## Assignment
Copy out each line of the listing that has the word "LeaveAlternateScreen" in it.

## Task material

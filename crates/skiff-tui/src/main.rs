//! skiff - a personal start page for the terminal.
//!
//! Renders a home view with live widgets (clock, weather, now-playing) and
//! a keyboard-driven search overlay that resolves short commands into
//! destination URLs. The resolution engine lives in skiff-core; this binary
//! owns the terminal, the event loop and the navigation boundary.

use anyhow::Result;
use clap::Parser;
use crossterm::{
    event::{Event, EventStream, KeyCode, KeyEvent, KeyEventKind, KeyModifiers},
    execute,
    terminal::{EnterAlternateScreen, LeaveAlternateScreen, disable_raw_mode, enable_raw_mode},
};
use futures_util::StreamExt;
use ratatui::{Frame, Terminal, backend::CrosstermBackend};
use skiff_core::config::{Config, Directories, SearchConfig};
use skiff_core::overlay::SuggestionPass;
use skiff_core::parse::classify;
use skiff_core::registry::CommandRegistry;
use skiff_core::suggest::{DdgAutocomplete, suggest};
use skiff_core::widgets::{PlayerFeed, player_feed, weather_channel};
use tokio::sync::mpsc::{self, UnboundedSender};
use tracing_subscriber::{EnvFilter, fmt, prelude::*};

use std::io;
use std::sync::Arc;
use std::time::Duration;

mod app;
mod cli;
mod opener;
mod render;

use app::App;
use cli::{Cli, Commands};
use render::{render_home, render_overlay};

/// Frame cadence: drives the clock, the live progress bar and the
/// stray-trigger check of the overlay.
const TICK: Duration = Duration::from_millis(200);

/// Set up logging with file output. The TUI owns the terminal, so logs go
/// to a file instead.
fn setup_logging(debug_flag: bool) {
    let level = if debug_flag || cfg!(debug_assertions) {
        "debug"
    } else {
        "warn"
    };

    let filter = EnvFilter::try_from_default_env().unwrap_or_else(|_| EnvFilter::new(level));

    let file_appender = tracing_appender::rolling::never("/tmp", "skiff.log");
    let (non_blocking, guard) = tracing_appender::non_blocking(file_appender);

    std::mem::forget(guard);

    tracing_subscriber::registry()
        .with(
            fmt::layer()
                .with_writer(non_blocking)
                .with_ansi(false)
                .with_target(true),
        )
        .with(filter)
        .init();
}

#[tokio::main]
async fn main() -> Result<()> {
    let cli = Cli::parse();

    setup_logging(cli.debug);

    let dirs = Directories::new();
    dirs.ensure_exists()?;
    let config = Config::load(&dirs.config_file)?;
    let registry = CommandRegistry::load(&dirs.commands_file)?;

    match cli.command {
        Some(Commands::Query { query }) => {
            run_query(&query, &registry, &config.search);
            Ok(())
        }
        Some(Commands::Commands) => {
            list_commands(&registry);
            Ok(())
        }
        Some(Commands::Tui) | None => run_tui(registry, config).await,
    }
}

/// Resolve one query the way the overlay would and print the outcome.
fn run_query(query: &str, registry: &CommandRegistry, config: &SearchConfig) {
    match classify(query, registry, config) {
        Some(resolved) => {
            println!("{}", resolved.url);
            if let Some(key) = &resolved.key {
                println!("  command: {key}");
            }
            if let Some(search) = &resolved.search {
                println!("  search:  {search}");
            }
            if let Some(path) = &resolved.path {
                println!("  path:    {path}");
            }
        }
        None => println!("(empty query)"),
    }
}

fn list_commands(registry: &CommandRegistry) {
    println!("\nCommands:\n=========\n");
    for (key, entry) in registry.visible() {
        let name = entry.name.as_deref().unwrap_or(key);
        println!("  {key:<10} {name:<14} {}", entry.url);
    }
    let hidden = registry.len() - registry.visible().count();
    if hidden > 0 {
        println!("\n  ({hidden} hidden sub-commands not listed)");
    }
    println!();
}

// Terminal setup/teardown wrapper - the loop itself is in event_loop
async fn run_tui(registry: CommandRegistry, config: Config) -> Result<()> {
    let registry = Arc::new(registry);
    let search_config = Arc::new(config.search.clone());
    let ddg = DdgAutocomplete::new()?;

    let weather_rx = weather_channel(&config.widgets)?;
    let player = player_feed(&config.widgets)?;

    enable_raw_mode()?;
    let mut stdout = io::stdout();
    execute!(stdout, EnterAlternateScreen)?;
    let backend = CrosstermBackend::new(stdout);
    let mut terminal = Terminal::new(backend)?;

    let result = event_loop(&mut terminal, registry, search_config, ddg, weather_rx, player).await;

    disable_raw_mode()?;
    execute!(terminal.backend_mut(), LeaveAlternateScreen)?;
    terminal.show_cursor()?;

    result
}

async fn event_loop(
    terminal: &mut Terminal<CrosstermBackend<io::Stdout>>,
    registry: Arc<CommandRegistry>,
    search_config: Arc<SearchConfig>,
    ddg: DdgAutocomplete,
    mut weather_rx: tokio::sync::watch::Receiver<skiff_core::WeatherSnapshot>,
    player: PlayerFeed,
) -> Result<()> {
    let mut app = App::new(registry, search_config);
    let (sugg_tx, mut sugg_rx) = mpsc::unbounded_channel::<(String, Vec<String>)>();
    let mut events = EventStream::new();
    let mut ticker = tokio::time::interval(TICK);
    let mut player_rx = player.state.clone();
    let mut weather_alive = true;
    let mut player_alive = true;
    let mut needs_render = true;

    loop {
        if needs_render {
            terminal.draw(|frame| ui(frame, &app))?;
            needs_render = false;
        }

        tokio::select! {
            Some(event_result) = events.next() => {
                let event = match event_result {
                    Ok(e) => e,
                    Err(e) => {
                        tracing::error!("Event stream error: {e}");
                        continue;
                    }
                };
                let Event::Key(key) = event else { continue };
                if key.kind != KeyEventKind::Press {
                    continue;
                }
                needs_render = true;
                handle_key(&mut app, key, &sugg_tx, &ddg);
            }

            Some((query, list)) = sugg_rx.recv() => {
                // The staleness guard inside the overlay decides whether
                // this pass still matches the current input.
                if app.overlay.apply_suggestions(&query, &list) {
                    needs_render = true;
                }
            }

            changed = weather_rx.changed(), if weather_alive => {
                if changed.is_ok() {
                    app.weather = weather_rx.borrow_and_update().clone();
                    needs_render = true;
                } else {
                    weather_alive = false;
                }
            }

            changed = player_rx.changed(), if player_alive => {
                if changed.is_ok() {
                    app.player = player_rx.borrow_and_update().clone();
                    app.progress.sync(&app.player);
                    needs_render = true;
                } else {
                    player_alive = false;
                }
            }

            _ = ticker.tick() => {
                app.overlay.frame_tick();
                if app.progress.should_force_refresh(&app.player) {
                    player.request_refresh();
                }
                needs_render = true;
            }
        }

        if app.should_quit {
            break;
        }
    }

    Ok(())
}

/// Handle one key press. While the overlay is closed any qualifying key
/// opens it; the quit keys are the exception.
fn handle_key(
    app: &mut App,
    key: KeyEvent,
    sugg_tx: &UnboundedSender<(String, Vec<String>)>,
    ddg: &DdgAutocomplete,
) {
    let ctrl = key.modifiers.contains(KeyModifiers::CONTROL);
    let shift = key.modifiers.contains(KeyModifiers::SHIFT);

    if !app.overlay.is_open() {
        match key.code {
            KeyCode::Esc => app.should_quit = true,
            KeyCode::Char('c') if ctrl => app.should_quit = true,
            KeyCode::Char(c) if !ctrl => {
                app.overlay.open_on_trigger();
                if let Some(pass) = app.push_input_char(c) {
                    spawn_suggestion_pass(app, pass, sugg_tx, ddg);
                }
            }
            _ => {
                // Any other keypress opens the overlay; if it contributes
                // no input the next frame tick closes it again.
                app.overlay.open_on_trigger();
            }
        }
        return;
    }

    match key.code {
        KeyCode::Esc => app.overlay.close(),
        KeyCode::Char('c') if ctrl => app.should_quit = true,
        KeyCode::Enter => {
            if let Some(navigation) = app.overlay.submit() {
                opener::open(&navigation);
            }
        }
        KeyCode::Down => app.overlay.focus_next(),
        KeyCode::Char('n') if ctrl => app.overlay.focus_next(),
        KeyCode::Up => app.overlay.focus_previous(),
        KeyCode::Char('p') if ctrl => app.overlay.focus_previous(),
        KeyCode::BackTab | KeyCode::Tab if shift => app.overlay.focus_previous(),
        KeyCode::Tab => app.overlay.focus_next(),
        KeyCode::Backspace => {
            if let Some(pass) = app.pop_input_char() {
                spawn_suggestion_pass(app, pass, sugg_tx, ddg);
            }
        }
        KeyCode::Char(c) if !ctrl => {
            if let Some(pass) = app.push_input_char(c) {
                spawn_suggestion_pass(app, pass, sugg_tx, ddg);
            }
        }
        _ => {}
    }
}

/// Resolve one suggestion pass off the event loop. The result comes back
/// over the channel tagged with the captured query; the overlay applies or
/// discards it there.
fn spawn_suggestion_pass(
    app: &App,
    pass: SuggestionPass,
    sugg_tx: &UnboundedSender<(String, Vec<String>)>,
    ddg: &DdgAutocomplete,
) {
    let registry = Arc::clone(&app.registry);
    let config = Arc::clone(&app.config);
    let source = ddg.clone();
    let tx = sugg_tx.clone();
    tokio::spawn(async move {
        let list = suggest(&pass.resolved, &registry, &config, &source).await;
        let _ = tx.send((pass.query, list));
    });
}

fn ui(frame: &mut Frame, app: &App) {
    render_home(frame, app);
    if app.overlay.is_open() {
        render_overlay(frame, app);
    }
}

## Solution below
    terminal::{EnterAlternateScreen, LeaveAlternateScreen, disable_raw_mode, enable_raw_mode},
    execute!(terminal.backend_mut(), LeaveAlternateScreen)?;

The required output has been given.